Against Devotion by Olena Kalytiak Davis


Photo from my bottle of "Queen of Hearts" Chardonnay.  Review:  "Our Queen of Hearts Chardonnay offers up fresh and zesty ripe fruit flavors like Golden Delicious apple, Bartlett pear, honey and flowers." 

Against Devotion
By Olena Kalytiak Davis

It’s just the same old raving
condolence.  The same old wild sympathy
pulled up to prove you’re not
without a heart.  The fevered understanding
offered from the barstool, from this side
of the confessional’s grate.  The ardent
I’m-so-sorry, the willing I-hear-you,
as the gentle Samaritan you are

inconspicuously leans away from the crazed
whisper:  My life’s so fucked up.
It’s just someone else’s violent
dying.  It’s just your childhood friends stuck
in an oversized world.  The crippled
talking.  The exhausting
confiding.  The not really
caring.  It’s the simple fact that
what’s most touching
is the angle at which some old roof leans
against the sky.  The shockingly thin
trees, the stunning mosaic
of light.  The way the stars keep
arranging themselves
into constellations.  The way the moon’s
always somewhere
in the sky.  What’s most heartbreaking
is this rib piercing this lung.  That I’m
as breathless as this
over nothing.  Wanting everything
bending, layered and resilient:  the parquetry,
the click of heels like the stove
setting itself on fire:  My friends,
it’s our hearts, we should be
walking around grabbing our hearts,
for what could be more burdened,
more efflorescent?  Tell me, what’s
as unfolding, as spiked and as shooted
as this, our dissilient heart.
 
From:  “And Her Soul Out of Nothing” by Olena Kalytiak Davis


parquetry - Inlay of wood, often of different colors, that is worked into a geometric pattern or mosaic and is used especially for floors.
efflorescent - Abloom: bursting into flower.  A gradual process of unfolding or developing.

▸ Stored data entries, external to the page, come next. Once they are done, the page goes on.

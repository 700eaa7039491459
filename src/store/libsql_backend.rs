//! libSQL backend — async `ReminderStore` implementation.
//!
//! Supports local file and in-memory databases.

use std::path::Path;
use std::sync::Arc;

use async_trait::async_trait;
use chrono::{DateTime, Utc};
use libsql::{Connection, Database as LibSqlDatabase, params};
use tracing::{debug, info};
use uuid::Uuid;

use crate::error::{CreateReminderError, StoreError};
use crate::reminders::model::{normalize_email, to_store_timestamp, truncate_to_minute};
use crate::reminders::{Action, EmailUser, Reminder, ReminderDraft};
use crate::store::migrations;
use crate::store::traits::ReminderStore;

/// libSQL database backend.
///
/// Stores a single connection that is reused for all operations.
/// `libsql::Connection` is `Send + Sync` and safe for concurrent async use.
pub struct LibSqlBackend {
    #[allow(dead_code)]
    db: Arc<LibSqlDatabase>,
    conn: Connection,
}

impl LibSqlBackend {
    /// Open (or create) a local database file and run migrations.
    pub async fn new_local(path: &Path) -> Result<Self, StoreError> {
        if let Some(parent) = path.parent() {
            std::fs::create_dir_all(parent).map_err(|e| {
                StoreError::Open(format!("Failed to create database directory: {e}"))
            })?;
        }

        let db = libsql::Builder::new_local(path)
            .build()
            .await
            .map_err(|e| StoreError::Open(format!("Failed to open libSQL database: {e}")))?;

        let conn = db
            .connect()
            .map_err(|e| StoreError::Open(format!("Failed to create connection: {e}")))?;

        let backend = Self {
            db: Arc::new(db),
            conn,
        };
        migrations::run_migrations(backend.conn()).await?;
        info!(path = %path.display(), "Database opened");
        Ok(backend)
    }

    /// Create an in-memory database (for tests).
    pub async fn new_memory() -> Result<Self, StoreError> {
        let db = libsql::Builder::new_local(":memory:")
            .build()
            .await
            .map_err(|e| StoreError::Open(format!("Failed to create in-memory database: {e}")))?;

        let conn = db
            .connect()
            .map_err(|e| StoreError::Open(format!("Failed to create connection: {e}")))?;

        let backend = Self {
            db: Arc::new(db),
            conn,
        };
        migrations::run_migrations(backend.conn()).await?;
        Ok(backend)
    }

    fn conn(&self) -> &Connection {
        &self.conn
    }

    async fn upsert_email_user(&self, email: &str) -> Result<EmailUser, StoreError> {
        let conn = self.conn();
        conn.execute(
            "INSERT OR IGNORE INTO email_users (email, created_at) VALUES (?1, ?2)",
            params![email, to_store_timestamp(Utc::now())],
        )
        .await
        .map_err(|e| StoreError::Query(format!("register_email: {e}")))?;

        let mut rows = conn
            .query(
                "SELECT email, created_at FROM email_users WHERE email = ?1",
                params![email],
            )
            .await
            .map_err(|e| StoreError::Query(format!("register_email lookup: {e}")))?;

        match rows.next().await {
            Ok(Some(row)) => {
                let email: String = row
                    .get(0)
                    .map_err(|e| StoreError::Query(format!("register_email row: {e}")))?;
                let created_str: String = row
                    .get(1)
                    .map_err(|e| StoreError::Query(format!("register_email row: {e}")))?;
                Ok(EmailUser {
                    email,
                    created_at: parse_datetime(&created_str),
                })
            }
            Ok(None) => Err(StoreError::Query(
                "register_email: upserted row not found".to_string(),
            )),
            Err(e) => Err(StoreError::Query(format!("register_email: {e}"))),
        }
    }
}

// ── Helper functions ────────────────────────────────────────────────

/// Parse an RFC 3339 or SQLite datetime string into DateTime<Utc>.
fn parse_datetime(s: &str) -> DateTime<Utc> {
    if let Ok(dt) = DateTime::parse_from_rfc3339(s) {
        return dt.with_timezone(&Utc);
    }
    if let Ok(ndt) = chrono::NaiveDateTime::parse_from_str(s, "%Y-%m-%d %H:%M:%S%.f") {
        return ndt.and_utc();
    }
    if let Ok(ndt) = chrono::NaiveDateTime::parse_from_str(s, "%Y-%m-%d %H:%M:%S") {
        return ndt.and_utc();
    }
    DateTime::<Utc>::MIN_UTC
}

/// Parse an action tag from the DB. Unknown tags read as `water`.
fn str_to_action(s: &str) -> Action {
    match s {
        "treatment" => Action::Treatment,
        _ => Action::Water,
    }
}

/// Convert `Option<&str>` to a libsql Value.
fn opt_text(s: Option<&str>) -> libsql::Value {
    match s {
        Some(s) => libsql::Value::Text(s.to_string()),
        None => libsql::Value::Null,
    }
}

/// Map a libsql Row to a Reminder.
///
/// Column order matches REMINDER_COLUMNS:
/// 0:id, 1:email, 2:plant_name, 3:action, 4:schedule_date, 5:remedy_text,
/// 6:created_at
fn row_to_reminder(row: &libsql::Row) -> Result<Reminder, libsql::Error> {
    let id_str: String = row.get(0)?;
    let action_str: String = row.get(3)?;
    let schedule_str: String = row.get(4)?;
    let remedy_text: Option<String> = row.get(5).ok();
    let created_str: String = row.get(6)?;

    Ok(Reminder {
        id: Uuid::parse_str(&id_str).unwrap_or_else(|_| Uuid::nil()),
        email: row.get(1)?,
        plant_name: row.get(2)?,
        action: str_to_action(&action_str),
        schedule_date: parse_datetime(&schedule_str),
        remedy_text,
        created_at: parse_datetime(&created_str),
    })
}

// ── Trait implementation ────────────────────────────────────────────

const REMINDER_COLUMNS: &str =
    "id, email, plant_name, action, schedule_date, remedy_text, created_at";

#[async_trait]
impl ReminderStore for LibSqlBackend {
    async fn create_reminder(
        &self,
        draft: &ReminderDraft,
    ) -> Result<Reminder, CreateReminderError> {
        let valid = draft.validate()?;

        self.upsert_email_user(&valid.email)
            .await
            .map_err(CreateReminderError::Store)?;

        let reminder = Reminder {
            id: Uuid::new_v4(),
            email: valid.email,
            plant_name: valid.plant_name,
            action: valid.action,
            schedule_date: valid.schedule_date,
            remedy_text: valid.remedy_text,
            created_at: Utc::now(),
        };

        self.conn()
            .execute(
                "INSERT INTO reminders (id, email, plant_name, action, schedule_date, remedy_text, created_at) VALUES (?1, ?2, ?3, ?4, ?5, ?6, ?7)",
                params![
                    reminder.id.to_string(),
                    reminder.email.clone(),
                    reminder.plant_name.clone(),
                    reminder.action.as_str(),
                    to_store_timestamp(reminder.schedule_date),
                    opt_text(reminder.remedy_text.as_deref()),
                    to_store_timestamp(reminder.created_at),
                ],
            )
            .await
            .map_err(|e| {
                CreateReminderError::Store(StoreError::Query(format!("create_reminder: {e}")))
            })?;

        debug!(reminder = %reminder.id, email = %reminder.email, "Reminder inserted");
        Ok(reminder)
    }

    async fn find_due(&self, at_minute: DateTime<Utc>) -> Result<Vec<Reminder>, StoreError> {
        let start = truncate_to_minute(at_minute);
        let end = start + chrono::Duration::seconds(60);

        let mut rows = self
            .conn()
            .query(
                &format!(
                    "SELECT {REMINDER_COLUMNS} FROM reminders WHERE schedule_date >= ?1 AND schedule_date < ?2"
                ),
                params![to_store_timestamp(start), to_store_timestamp(end)],
            )
            .await
            .map_err(|e| StoreError::Query(format!("find_due: {e}")))?;

        let mut due = Vec::new();
        while let Some(row) = rows
            .next()
            .await
            .map_err(|e| StoreError::Query(format!("find_due: {e}")))?
        {
            due.push(
                row_to_reminder(&row)
                    .map_err(|e| StoreError::Query(format!("find_due row parse: {e}")))?,
            );
        }
        Ok(due)
    }

    async fn delete_reminder(&self, id: Uuid) -> Result<(), StoreError> {
        self.conn()
            .execute(
                "DELETE FROM reminders WHERE id = ?1",
                params![id.to_string()],
            )
            .await
            .map_err(|e| StoreError::Query(format!("delete_reminder: {e}")))?;

        debug!(reminder = %id, "Reminder deleted");
        Ok(())
    }

    async fn list_reminders(&self, email: &str) -> Result<Vec<Reminder>, StoreError> {
        let email = normalize_email(email);
        let mut rows = self
            .conn()
            .query(
                &format!(
                    "SELECT {REMINDER_COLUMNS} FROM reminders WHERE email = ?1 ORDER BY schedule_date ASC"
                ),
                params![email],
            )
            .await
            .map_err(|e| StoreError::Query(format!("list_reminders: {e}")))?;

        let mut reminders = Vec::new();
        while let Some(row) = rows
            .next()
            .await
            .map_err(|e| StoreError::Query(format!("list_reminders: {e}")))?
        {
            reminders.push(
                row_to_reminder(&row)
                    .map_err(|e| StoreError::Query(format!("list_reminders row parse: {e}")))?,
            );
        }
        Ok(reminders)
    }

    async fn register_email(&self, email: &str) -> Result<EmailUser, StoreError> {
        let email = normalize_email(email);
        self.upsert_email_user(&email).await
    }

    async fn count_reminders(&self) -> Result<u64, StoreError> {
        let mut rows = self
            .conn()
            .query("SELECT COUNT(*) FROM reminders", ())
            .await
            .map_err(|e| StoreError::Query(format!("count_reminders: {e}")))?;

        match rows.next().await {
            Ok(Some(row)) => {
                let count: i64 = row
                    .get(0)
                    .map_err(|e| StoreError::Query(format!("count_reminders row: {e}")))?;
                Ok(count.max(0) as u64)
            }
            Ok(None) => Ok(0),
            Err(e) => Err(StoreError::Query(format!("count_reminders: {e}"))),
        }
    }
}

dissilient - bursting open with force, as do some ripe seed vessels.

===========================================
One simply cannot have too much Olena Kalytiak Davis.  She's one of my favorite contemporary poets of all time.  I went hunting in my poetry books (no small feat) for this book and couldn't find it.  I know I have two hard copies, but they was nowhere to be found, (I tend to carry it around with me) so I had to use my Kindle copy (tee-hee) to post this.  I know, I'm an addict.
I just returned from the library where I had a heated discussion with the librarian (fruitless---I know it's the 'higher ups' who decide which books to purchase) because there were like five books of poetry, mostly ancient, in the poetry section which used to have three full shelves of poetry.  I had a horrendous vision of a future without poetry...  So I keep buying it and hoarding it. 
I saw a news piece last week about a bookless library (an oxymoron, right?) in San Antonio, Texas.  It was a vile, cold, contemptible, scary-looking place with only row upon row of computers.  I shudder thinking about it.
For those of you in the U.S., have a Happy Thanksgiving.  I know I have much to be grateful for every moment of every day, poetry, books, friends and all. 
xo,
~Marion
 
Ah! on Thanksgiving day....
When the care-wearied man seeks his mother once more,
 and the worn matron smiles where the girl smiled before.
What moistens the lips and what brightens the eye?
What calls back the past, like the rich pumpkin pie?
~John Greenleaf Whittier
 

5 comments:

erin said...

she says from her computer, we need to be incredibly wary of technology. we must defend our humanity. and not once. but always.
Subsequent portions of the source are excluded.